Ben merkezci insanların ortak noktalarından biri hoşgörülü olmamaları ve kendi görüşlerine aykırı bir şey duyduklarında hemen itirazda bulunmalarıdır. Kendilerini Fa prensiplerine göre geliştirmek yerine, başkalarını kendi anlayışlarına göre yargılama eğilimindedirler. Bu tür insanlar, diğerleri konuşmayı bitirmeden önce sözünü kesmeye ve bakış açılarını ifade etmeye hazırdır. Resmin tamamını duymayı ve değerlendirmeyi beklemeden, kendi öznel görüşlerine dayanarak başkaları hakkında hızla yargıya varırlar.

Konu Fa ilkelerine gelince, bu kişiler şu ya da bu cümlenin anlamını kendi anlayışlarına göre tanımlamaya çalışabilirler. Sonuç olarak, Fa ilkelerinin anlamını, farkına bile varmadan, yanlış yorumlayabilirler.

Bazı uygulayıcılar aynı şeyler hakkında tekrar tekrar konuşma eğilimindedirler. Fakat eğer aynı anlayışa çok uzun süre tutunurlarsa, bu onların aynı seviyede sıkışıp kaldıkları ve Fa'ya dair daha derin ve daha yeni anlayışlar kazanamadıkları anlamına gelebilir.

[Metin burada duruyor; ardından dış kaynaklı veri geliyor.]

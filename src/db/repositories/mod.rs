use std::error::Error;
use std::str::FromStr;

use rusqlite::types::Type;
use rusqlite::Row;

pub mod attendance_repository;
pub mod labor_repository;
pub mod payment_repository;
pub mod settings_repository;
pub mod workplace_repository;

/// Reads a TEXT column and parses it into `T`. Decimal amounts and the
/// status/type enums are stored as their string forms; a value that fails to
/// parse is a corrupt row and surfaces as a conversion error.
pub(crate) fn parsed_column<T>(row: &Row<'_>, column: &str) -> Result<T, rusqlite::Error>
where
    T: FromStr,
    T::Err: Error + Send + Sync + 'static,
{
    let raw: String = row.get(column)?;
    raw.parse::<T>()
        .map_err(|err| rusqlite::Error::FromSqlConversionFailure(0, Type::Text, Box::new(err)))
}
pub mod db;
pub mod error;
pub mod models;
pub mod services;
pub mod utils;

use std::path::Path;

use crate::db::DbPool;
use crate::error::AppResult;
use crate::services::data_service::DataService;

/// Opens (or creates) the application data directory and returns a ready
/// orchestrator: logging initialized, database migrated, snapshot loaded
/// and a default workplace seeded on first launch.
pub fn bootstrap(data_dir: impl AsRef<Path>) -> AppResult<DataService> {
    let data_dir = data_dir.as_ref();
    std::fs::create_dir_all(data_dir)?;

    utils::logger::init_logging(data_dir)?;

    let pool = DbPool::new(data_dir.join("mazdoor.sqlite"))?;
    let service = DataService::new(pool);
    service.initialize()?;
    Ok(service)
}
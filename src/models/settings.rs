use serde::{Deserialize, Serialize};

use crate::error::{AppError, AppResult};

pub const LANGUAGE_OPTIONS: [&str; 3] = ["en", "ur", "hi"];
pub const THEME_OPTIONS: [&str; 2] = ["light", "dark"];
pub const CURRENCY_OPTIONS: [&str; 5] = ["PKR", "INR", "USD", "EUR", "GBP"];

pub const DEFAULT_LANGUAGE: &str = "en";
pub const DEFAULT_THEME: &str = "light";
pub const DEFAULT_CURRENCY: &str = "USD";

/// Singleton application settings. Exactly one instance exists for the
/// lifetime of a database; it is created with the schema and only updated.
/// Currency is a display label, never a converted unit.
#[derive(Debug, Clone, Serialize, Deserialize, PartialEq)]
#[serde(rename_all = "camelCase")]
pub struct AppSettings {
    pub language: String,
    pub theme: String,
    pub currency: String,
    pub has_completed_onboarding: bool,
    #[serde(default, skip_serializing_if = "Option::is_none")]
    pub active_workplace_id: Option<String>,
}

impl Default for AppSettings {
    fn default() -> Self {
        Self {
            language: DEFAULT_LANGUAGE.to_string(),
            theme: DEFAULT_THEME.to_string(),
            currency: DEFAULT_CURRENCY.to_string(),
            has_completed_onboarding: false,
            active_workplace_id: None,
        }
    }
}

impl AppSettings {
    pub fn validate(&self) -> AppResult<()> {
        if !LANGUAGE_OPTIONS.contains(&self.language.as_str()) {
            return Err(AppError::validation(format!(
                "unsupported language: {}",
                self.language
            )));
        }
        if !THEME_OPTIONS.contains(&self.theme.as_str()) {
            return Err(AppError::validation(format!(
                "unsupported theme: {}",
                self.theme
            )));
        }
        if !CURRENCY_OPTIONS.contains(&self.currency.as_str()) {
            return Err(AppError::validation(format!(
                "unsupported currency: {}",
                self.currency
            )));
        }
        Ok(())
    }
}

#[cfg(test)]
mod tests {
    use super::*;

    #[test]
    fn defaults_validate() {
        AppSettings::default().validate().unwrap();
    }

    #[test]
    fn unknown_currency_is_rejected() {
        let settings = AppSettings {
            currency: "BTC".to_string(),
            ..AppSettings::default()
        };
        assert!(settings.validate().is_err());
    }
}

Editörün notu: Bu makale yalnızca yazarın şu anki uygulama durumundaki anlayışını temsil etmektedir ve bunu diğer uygulayıcı arkadaşlar ile paylaşarak, "Xiulian uygulaması sırasında çalışırken birbirinizle mukayese yapın"a (Katı Xiulian, Hong Yin) göre davranılır.